Wie frei können die Mitarbeiter der deutschen Botschaft in Nordkorea agieren?
Natürlich ist eine deutsche Botschaft in einem Land mit hohen Sicherheitsrestriktionen in ihrer Bewegungsfreiheit eingeschränkt.
Doch gerade das humanitäre Engagement Deutschlands hat es den Botschaftern in den vergangenen Jahren erleichtert, nicht nur in Pjöngjang Gespräche zu führen, sondern das ganze Land zu bereisen, um die Hilfsprojekte zu besuchen, oft in Begleitung deutscher Delegationen.

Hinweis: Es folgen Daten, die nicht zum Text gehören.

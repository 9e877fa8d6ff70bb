//! Dataset export.
//!
//! # Modules
//!
//! - **writer**: writes one split (records, sidecar metadata, solution file)
//! - **orchestrator**: converts a whole dataset, test split first
//!
//! # Output layout
//!
//! ```text
//! <output_dir>/<name>/
//! ├── <name>.solution
//! ├── <name>_public.info
//! ├── <name>_private.info
//! └── <name>.data/
//!     ├── test/
//!     │   ├── sample-<source>-test.tfrecord
//!     │   └── metadata.textproto
//!     └── train/
//!         ├── sample-<source>-train.tfrecord
//!         └── metadata.textproto
//! ```
//!
//! # Example
//!
//! ```ignore
//! use autodl_formatter::config::ConversionConfig;
//! use autodl_formatter::export::convert_dataset;
//! use autodl_formatter::loader::AutoMLDataset;
//!
//! let config = ConversionConfig::new("raw/automl", "formatted", "adult");
//! let data = AutoMLDataset::load(&config.input_dir, &config.dataset_name)?;
//! let report = convert_dataset(&data, &config)?;
//! for warning in report.warnings() {
//!     eprintln!("{warning}");
//! }
//! ```

pub mod orchestrator;
pub mod writer;

pub use orchestrator::{convert_dataset, prepare_split, ConversionReport, PreparedSplit};
pub use writer::{record_file_name, write_solution, write_split, SplitOutput};

use serde::Serialize;
use std::fmt;
use std::fs;
use std::io;
use std::path::{Path, PathBuf};

/// Result of a best-effort file operation.
///
/// A failure never aborts the conversion; it leaves a gap in the output
/// that is reported here.
#[derive(Debug, Clone, PartialEq, Eq, Serialize)]
#[serde(tag = "status", rename_all = "lowercase")]
pub enum FileOutcome {
    Completed { from: PathBuf, to: PathBuf },
    Warning { path: PathBuf, reason: String },
}

impl FileOutcome {
    fn from_io<T>(from: &Path, to: &Path, action: &str, result: io::Result<T>) -> Self {
        match result {
            Ok(_) => {
                log::debug!("{action} {} -> {}", from.display(), to.display());
                FileOutcome::Completed {
                    from: from.to_path_buf(),
                    to: to.to_path_buf(),
                }
            }
            Err(e) => {
                let outcome = FileOutcome::Warning {
                    path: from.to_path_buf(),
                    reason: format!("unable to {action}: {e}"),
                };
                log::warn!("{outcome}");
                outcome
            }
        }
    }

    pub fn is_warning(&self) -> bool {
        matches!(self, FileOutcome::Warning { .. })
    }
}

impl fmt::Display for FileOutcome {
    fn fmt(&self, f: &mut fmt::Formatter<'_>) -> fmt::Result {
        match self {
            FileOutcome::Completed { from, to } => {
                write!(f, "{} -> {}", from.display(), to.display())
            }
            FileOutcome::Warning { path, reason } => {
                write!(f, "WARNING: {}: {reason}", path.display())
            }
        }
    }
}

/// Move `from` to `to`, reporting failure as a warning.
pub fn relocate(from: &Path, to: &Path) -> FileOutcome {
    FileOutcome::from_io(from, to, "move", fs::rename(from, to))
}

/// Copy `from` to `to`, reporting failure as a warning.
pub fn copy_best_effort(from: &Path, to: &Path) -> FileOutcome {
    FileOutcome::from_io(from, to, "copy", fs::copy(from, to))
}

Sie selbst waren wiederholt dabei ...
Ja, zwischen 2002 und 2015 habe ich Nordkorea zusammen mit anderen Abgeordneten, Journalisten und Vertretern von NGOs jedes Jahr mindestens einmal bereist.
Was haben Sie erlebt?
Die Stiftungen führen vielfältige Projekte durch, da geht es um die Verbesserung der Ernährung, um Umweltschutz oder um die Fortbildung von Kommunalpolitikern.

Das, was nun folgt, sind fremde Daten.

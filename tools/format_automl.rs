//! AutoML to AutoDL Format Tool
//!
//! Converts one AutoML dataset directory into the AutoDL sequence format:
//! a TFRecord file and `metadata.textproto` per split, the test solution
//! and the dataset info files.
//!
//! # Usage
//!
//! ```bash
//! # From flags
//! cargo run --release --bin format_automl -- \
//!     --input-dir raw_datasets/automl --dataset-name adult \
//!     --output-dir formatted_datasets --max-num-examples-test 500
//!
//! # From TOML config
//! cargo run --release --bin format_automl -- --config configs/adult.toml
//!
//! # Generate sample config
//! cargo run --release --bin format_automl -- --generate-config adult.toml
//! ```
//!
//! Set `RUST_LOG=debug` to see every file touched.

use autodl_formatter::config::ConversionConfig;
use autodl_formatter::export::convert_dataset;
use autodl_formatter::loader::AutoMLDataset;
use autodl_formatter::logging;
use autodl_formatter::shape::ShapeSpec;
use clap::Parser;
use std::path::{Path, PathBuf};

#[derive(Parser, Debug)]
#[command(about = "Format an AutoML dataset into the AutoDL sequence format")]
struct Args {
    /// Directory containing the raw AutoML datasets.
    #[arg(long, default_value = "../../raw_datasets/automl/")]
    input_dir: PathBuf,

    /// Basename of the dataset to convert.
    #[arg(long, default_value = "adult")]
    dataset_name: String,

    /// Directory receiving the formatted dataset.
    #[arg(long, default_value = "../../formatted_datasets/")]
    output_dir: PathBuf,

    /// Number of frames per example.
    #[arg(long)]
    sequence_size: Option<usize>,

    /// Rows per frame.
    #[arg(long)]
    row_count: Option<usize>,

    /// Columns per frame.
    #[arg(long)]
    col_count: Option<usize>,

    /// Channels per frame.
    #[arg(long)]
    num_channels: Option<usize>,

    /// Maximum number of training examples to write.
    #[arg(long)]
    max_num_examples_train: Option<usize>,

    /// Maximum number of test examples to write.
    #[arg(long)]
    max_num_examples_test: Option<usize>,

    /// Number of shards for the training set (only 1 is written).
    #[arg(long, default_value_t = 1)]
    num_shards_train: usize,

    /// Number of shards for the test set (only 1 is written).
    #[arg(long, default_value_t = 1)]
    num_shards_test: usize,

    /// Name of the formatted dataset. Defaults to --dataset-name.
    #[arg(long)]
    new_dataset_name: Option<String>,

    /// Fail on task kinds other than regression and the classification kinds.
    #[arg(long)]
    strict_task_kind: bool,

    /// Also write conversion_report.json into the dataset directory.
    #[arg(long)]
    report: bool,

    /// Load the whole configuration from a TOML file; other flags are ignored.
    #[arg(long, conflicts_with = "generate_config")]
    config: Option<PathBuf>,

    /// Write a sample TOML configuration and exit.
    #[arg(long)]
    generate_config: Option<PathBuf>,
}

impl Args {
    fn to_config(&self) -> ConversionConfig {
        let mut config = ConversionConfig::new(&self.input_dir, &self.output_dir, &self.dataset_name)
            .with_shape(ShapeSpec {
                sequence_size: self.sequence_size,
                row_count: self.row_count,
                col_count: self.col_count,
                num_channels: self.num_channels,
            })
            .with_max_examples(self.max_num_examples_train, self.max_num_examples_test)
            .with_strict_task_kind(self.strict_task_kind)
            .with_report(self.report);
        config.new_dataset_name = self.new_dataset_name.clone();
        config.num_shards_train = self.num_shards_train;
        config.num_shards_test = self.num_shards_test;
        config
    }
}

fn main() {
    logging::init();

    let args = Args::parse();

    if let Some(path) = &args.generate_config {
        generate_sample_config(path, &args);
        return;
    }

    let config = match &args.config {
        Some(path) => match ConversionConfig::load_toml(path) {
            Ok(c) => {
                println!("✅ Loaded configuration: {}", path.display());
                c
            }
            Err(e) => {
                eprintln!("❌ Failed to load config: {e}");
                std::process::exit(1);
            }
        },
        None => args.to_config(),
    };

    if let Err(e) = run(&config) {
        eprintln!("❌ Conversion failed: {e}");
        std::process::exit(1);
    }
}

fn generate_sample_config(path: &Path, args: &Args) {
    let sample = args.to_config();
    match sample.save_toml(path) {
        Ok(()) => {
            println!("✅ Generated sample config: {}", path.display());
            println!("\nEdit the following fields before running:");
            println!("  - input_dir / dataset_name: Source AutoML dataset");
            println!("  - output_dir: Where the formatted dataset is written");
            println!("  - [shape]: All four of sequence_size, row_count, col_count, num_channels, or none");
        }
        Err(e) => {
            eprintln!("Error generating config: {e}");
            std::process::exit(1);
        }
    }
}

fn run(config: &ConversionConfig) -> autodl_formatter::Result<()> {
    config.validate()?;
    print_config_summary(config);

    let data = AutoMLDataset::load(&config.input_dir, &config.dataset_name)?;
    println!(
        "📁 Loaded {}: task={}, format={:?}, train={} valid={} test={}",
        data.info.name,
        data.info.task,
        data.info.format,
        data.x_train.n_rows(),
        data.x_valid.n_rows(),
        data.x_test.n_rows()
    );

    let report = convert_dataset(&data, config)?;

    println!();
    println!("┌─ Conversion Summary ──────────────────────────────────────────┐");
    println!("│ Dataset:    {}", report.dataset_name);
    println!("│ Directory:  {}", report.dataset_dir.display());
    println!(
        "│ Test:       {} examples, shape {}",
        report.test.emitted, report.test.descriptor.shape
    );
    println!(
        "│ Train:      {} examples, shape {}",
        report.train.emitted, report.train.descriptor.shape
    );
    println!("└────────────────────────────────────────────────────────────────┘");

    let warnings = report.warnings();
    if !warnings.is_empty() {
        println!();
        for warning in warnings {
            println!("⚠️  {warning}");
        }
    }
    Ok(())
}

fn print_config_summary(config: &ConversionConfig) {
    println!("┌─ Configuration Summary ───────────────────────────────────────┐");
    println!("│ Source:     {}", config.source_dir().display());
    println!("│ Output:     {}", config.dataset_dir().display());
    if config.shape.is_unset() {
        println!("│ Shape:      default (1, 1, n_features, 1)");
    } else {
        println!("│ Shape:      {:?}", config.shape);
    }
    println!(
        "│ Limits:     train={:?} test={:?}",
        config.max_num_examples_train, config.max_num_examples_test
    );
    println!("└────────────────────────────────────────────────────────────────┘");
}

Gerade im sozialen Bereich ist viel passiert. Zum Beispiel hat sich eine Organisation gegründet, um die Situation von gehörlosen und blinden Jugendlichen in Nordkorea zu verbessern, mit integrativem Kindergarten, Lehrwerkstatt und kultureller Arbeit.
Ich selbst habe mit Politikern und Vertretern der Kirchen gesprochen, Kontakte zu internationalen Organisationen wie dem World Food Programme geknüpft. Eben all das, was notwendig ist, um Projekte auf die Beine zu stellen, die die Lage der Menschen dort verbessern.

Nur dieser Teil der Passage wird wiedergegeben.